[rabbitmq-discuss] Problem with publish confirms
Simon MacMullen
simon at rabbitmq.com
Mon Apr 7 11:20:19 BST 2014
It's going to be hard to debug this without seeing your code, especially
since it sounds like it is quite likely to be a general Erlang problem.
Having said that, here are some general pointers:
On 04/04/2014 20:44, Ryan Brown wrote:
<snip>
> Then on publish, I select which one to use based
> on the values passed-down the stack from message intake. Set self() as
> the confirm handler and respond with a wait so that up the stack I can
> initiate a receive loop in the message intake which is not a gen_server.
Have you seen amqp_channel:wait_for_confirms/1? That might be easier
than handling the confirms yourself if all you are going to do is wait
for them anyway.
> I have debug messages throughout and it appears that everything is
> happening as expected. I trace the message through the publish path. To
> being published and passing the wait back up to the receiver. I also see
> where the basic.ack is received and the publish_confirm acknowledgement
> passed all the way up to the receive loop. However, then things go awry.

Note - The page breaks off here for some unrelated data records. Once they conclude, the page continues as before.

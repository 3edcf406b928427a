//! File-per-trade JSON persistence.

use std::fs;
use std::path::PathBuf;

use anyhow::{Context, Result};
use log::info;

use crate::domain::model::TradeRecord;
use crate::domain::traits::TradeSink;

/// Stores each record as pretty-printed JSON at
/// `<output_dir>/trade_<order_id>.json`. A re-sent confirmation with the
/// same order id overwrites the earlier file, which keeps the directory
/// deduplicated without any bookkeeping.
pub struct JsonFileSink {
    output_dir: PathBuf,
}

impl JsonFileSink {
    pub fn new(output_dir: impl Into<PathBuf>) -> Self {
        Self {
            output_dir: output_dir.into(),
        }
    }

    /// Where a given order's record lands.
    pub fn target_path(&self, order_id: &str) -> PathBuf {
        self.output_dir.join(format!("trade_{}.json", order_id))
    }
}

impl TradeSink for JsonFileSink {
    fn store(&self, record: &TradeRecord) -> Result<()> {
        fs::create_dir_all(&self.output_dir).with_context(|| {
            format!(
                "Failed to create output directory '{}'",
                self.output_dir.display()
            )
        })?;

        let payload = serde_json::to_string_pretty(record)
            .with_context(|| format!("Failed to serialize trade {}", record.order_id))?;

        let path = self.target_path(&record.order_id);
        fs::write(&path, payload)
            .with_context(|| format!("Failed to write '{}'", path.display()))?;

        info!("Stored trade {} at {}", record.order_id, path.display());
        Ok(())
    }
}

> I get the attached dump.
It's very hard to see what is going wrong here in detail, but the
surface issue is that your gen_server took more than 5 seconds to
respond to a request - note that gen_server:call/2 will time out after 5
seconds.
For this reason we never use gen_server:call/2 (we have a CI task that
explodes if we accidentally commit code using it!); we always use call/3
with a timeout of 'infinity'. IMO this is a misfeature in Erlang.
> My take-away, although likely I am wrong, is that somewhere, apparently
> in amqp_balanced_publisher, a gen_server call is timing-out while
> waiting for a response. But, I seem to be able to trace the responses
> through the whole stack so I am thoroughly confused.
That's correct. Of course, it should be quite rare / require heavy load
for the 5s timeout to fail because the operation simply took too long.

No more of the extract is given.